The power of drugs lies in their ability to reach their target sites and remain in place for a sufficient duration to exert their therapeutic effects. However, for some drugs, lysosomal phagocytosis presents ongoing challenges. In this study, an engineered organelles visualization drug-delivery system (OVDS) is introduced as a subcellular drug visualization and redistribution framework that facilitates the movement of drug molecules from one organelle, specifically lysosomes, to another, such as the mitochondria. As a proof-of-concept study, an OVDS is developed to facilitate the translocation of 10-hydroxycamptothecin (HCPT) from the lysosomes to mitochondria. This modification of subcellular HCPT distribution allows the evasion of lysosome-mediated HCPT resistance in cancer cells.

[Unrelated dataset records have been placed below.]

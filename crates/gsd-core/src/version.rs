use regex::Regex;
use semver::Version;
use serde::{Deserialize, Serialize};
use std::cmp::Ordering;
use std::sync::OnceLock;

static COERCE_RE: OnceLock<Regex> = OnceLock::new();

fn coerce_re() -> &'static Regex {
    COERCE_RE.get_or_init(|| {
        Regex::new(r"(\d+)(?:\.(\d+))?(?:\.(\d+))?").expect("valid regex")
    })
}

/// Pull the first `major[.minor[.patch]]` run out of `input`.
///
/// Missing parts become zero, so `v2`, `2.0` and `release-2.0.0-beta` all
/// coerce to `2.0.0`. Returns `None` when no digits are present.
pub fn coerce(input: &str) -> Option<Version> {
    let caps = coerce_re().captures(input)?;
    let part = |i: usize| -> Option<u64> {
        match caps.get(i) {
            Some(m) => m.as_str().parse().ok(),
            None => Some(0),
        }
    };
    Some(Version::new(part(1)?, part(2)?, part(3)?))
}

#[derive(Debug, Clone, Copy, PartialEq, Eq, Serialize, Deserialize)]
#[serde(rename_all = "lowercase")]
pub enum UpdateType {
    Minor,
    Patch,
}

#[derive(Debug, Clone, Copy, PartialEq, Eq, Serialize, Deserialize)]
#[serde(rename_all = "snake_case")]
pub enum UnknownReason {
    InvalidVersion,
}

/// Relationship between an installed version and the version about to be installed.
#[derive(Debug, Clone, PartialEq, Eq, Serialize, Deserialize)]
#[serde(tag = "status", rename_all = "snake_case")]
pub enum VersionStatus {
    UpToDate {
        installed: Version,
        current: Version,
    },
    UpdateAvailable {
        installed: Version,
        current: Version,
        update_type: UpdateType,
    },
    MajorUpdate {
        installed: Version,
        current: Version,
    },
    Downgrade {
        installed: Version,
        current: Version,
        blocking: bool,
    },
    Unknown {
        reason: UnknownReason,
    },
}

impl VersionStatus {
    pub fn is_blocking(&self) -> bool {
        matches!(self, VersionStatus::Downgrade { blocking: true, .. })
    }

    pub fn is_update(&self) -> bool {
        matches!(
            self,
            VersionStatus::UpdateAvailable { .. } | VersionStatus::MajorUpdate { .. }
        )
    }

    /// One-line summary for terminal output.
    pub fn describe(&self) -> String {
        match self {
            VersionStatus::UpToDate { installed, .. } => format!("up to date (v{installed})"),
            VersionStatus::UpdateAvailable {
                installed,
                current,
                update_type,
            } => {
                let kind = match update_type {
                    UpdateType::Minor => "minor",
                    UpdateType::Patch => "patch",
                };
                format!("{kind} update available: v{installed} → v{current}")
            }
            VersionStatus::MajorUpdate { installed, current } => format!(
                "major update available: v{installed} → v{current} (may contain breaking changes)"
            ),
            VersionStatus::Downgrade {
                installed, current, ..
            } => format!("downgrade blocked: installed v{installed} is newer than v{current}"),
            VersionStatus::Unknown { .. } => "version unknown (invalid_version)".to_string(),
        }
    }
}

/// Classify `candidate` against `installed`.
///
/// Checks run downgrade first, then major, then minor/patch, then equality.
pub fn compare_versions(installed: &str, candidate: &str) -> VersionStatus {
    let (Some(installed), Some(current)) = (coerce(installed), coerce(candidate)) else {
        return VersionStatus::Unknown {
            reason: UnknownReason::InvalidVersion,
        };
    };

    match current.cmp(&installed) {
        Ordering::Less => VersionStatus::Downgrade {
            installed,
            current,
            blocking: true,
        },
        Ordering::Greater if current.major > installed.major => {
            VersionStatus::MajorUpdate { installed, current }
        }
        Ordering::Greater => {
            let update_type = if current.minor > installed.minor {
                UpdateType::Minor
            } else {
                UpdateType::Patch
            };
            VersionStatus::UpdateAvailable {
                installed,
                current,
                update_type,
            }
        }
        Ordering::Equal => VersionStatus::UpToDate { installed, current },
    }
}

Unlike traditional chemotherapeutic approaches, when HCPT is incorporated into the OVDS framework (HCPT-OVDS), the positive charge of the OVDS facilitates protonation, thereby enabling HCPT to escape lysosomes and enter mitochondria. Using HCPT-OVDS, substantial drug accumulation is achieved at the target sites in HCPT-resistant cells, with up to 70 ± 6% efficient subcellular translocalization and a 12.8 fold enhancement in cytotoxicity. Overall, the HCPT-OVDS represents an innovative engineering framework for subcellular spatial redistribution and offers a promising solution for addressing cancer drug resistance.